Saved data entries:
—————

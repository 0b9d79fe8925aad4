use crate::error::GpuError;
use std::time::Duration;

/// The GPU operations the frame compositor drives.
///
/// Resources are handed out by value and handed back through the `release_*`
/// methods so the compositor controls the order in which they go away.
pub trait GpuDevice {
    type Texture;
    type Commands;
    type TransferBuffer;
    type Fence;

    /// `Some` once the device has been lost. A lost device never comes back.
    fn lost_reason(&self) -> Option<String>;

    fn create_target_texture(&self, width: u32, height: u32) -> Result<Self::Texture, GpuError>;

    /// A fresh command submission context, or `None` if the device cannot
    /// hand one out right now.
    fn acquire_commands(&self) -> Option<Self::Commands>;

    fn encode_clear(&self, commands: &mut Self::Commands, texture: &Self::Texture, color: [f64; 4]);

    /// Host-visible buffer large enough for a `width` x `height` readback.
    fn create_transfer_buffer(&self, width: u32, height: u32) -> Result<Self::TransferBuffer, GpuError>;

    fn encode_download(
        &self,
        commands: &mut Self::Commands,
        texture: &Self::Texture,
        buffer: &Self::TransferBuffer,
    );

    /// Submit `commands`; the returned fence signals once `buffer` may be read.
    fn submit(&self, commands: Self::Commands, buffer: &Self::TransferBuffer) -> Self::Fence;

    fn wait(&self, fence: Self::Fence, timeout: Duration) -> Result<(), GpuError>;

    /// Copy the tightly packed pixels of `buffer` into `dst`. The buffer is
    /// unmapped again whether or not the copy succeeds.
    fn read_transfer_buffer(&self, buffer: &Self::TransferBuffer, dst: &mut [u8]) -> Result<(), GpuError>;

    fn release_transfer_buffer(&self, buffer: Self::TransferBuffer);

    fn release_texture(&self, texture: Self::Texture);
}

—————

_The problem_
In full and without deviation, reproduce the entries above.

_Answer to the problem_
repository 0b9d79fe8925aad4
use crate::error::GpuError;
use std::time::Duration;

/// The GPU operations the frame compositor drives.
///
/// Resources are handed out by value and handed back through the `release_*`
/// methods so the compositor controls the order in which they go away.
pub trait GpuDevice {
    type Texture;
    type Commands;
    type TransferBuffer;
    type Fence;

    /// `Some` once the device has been lost. A lost device never comes back.
    fn lost_reason(&self) -> Option<String>;

    fn create_target_texture(&self, width: u32, height: u32) -> Result<Self::Texture, GpuError>;

    /// A fresh command submission context, or `None` if the device cannot
    /// hand one out right now.
    fn acquire_commands(&self) -> Option<Self::Commands>;

    fn encode_clear(&self, commands: &mut Self::Commands, texture: &Self::Texture, color: [f64; 4]);

    /// Host-visible buffer large enough for a `width` x `height` readback.
    fn create_transfer_buffer(&self, width: u32, height: u32) -> Result<Self::TransferBuffer, GpuError>;

    fn encode_download(
        &self,
        commands: &mut Self::Commands,
        texture: &Self::Texture,
        buffer: &Self::TransferBuffer,
    );

    /// Submit `commands`; the returned fence signals once `buffer` may be read.
    fn submit(&self, commands: Self::Commands, buffer: &Self::TransferBuffer) -> Self::Fence;

    fn wait(&self, fence: Self::Fence, timeout: Duration) -> Result<(), GpuError>;

    /// Copy the tightly packed pixels of `buffer` into `dst`. The buffer is
    /// unmapped again whether or not the copy succeeds.
    fn read_transfer_buffer(&self, buffer: &Self::TransferBuffer, dst: &mut [u8]) -> Result<(), GpuError>;

    fn release_transfer_buffer(&self, buffer: Self::TransferBuffer);

    fn release_texture(&self, texture: Self::Texture);
}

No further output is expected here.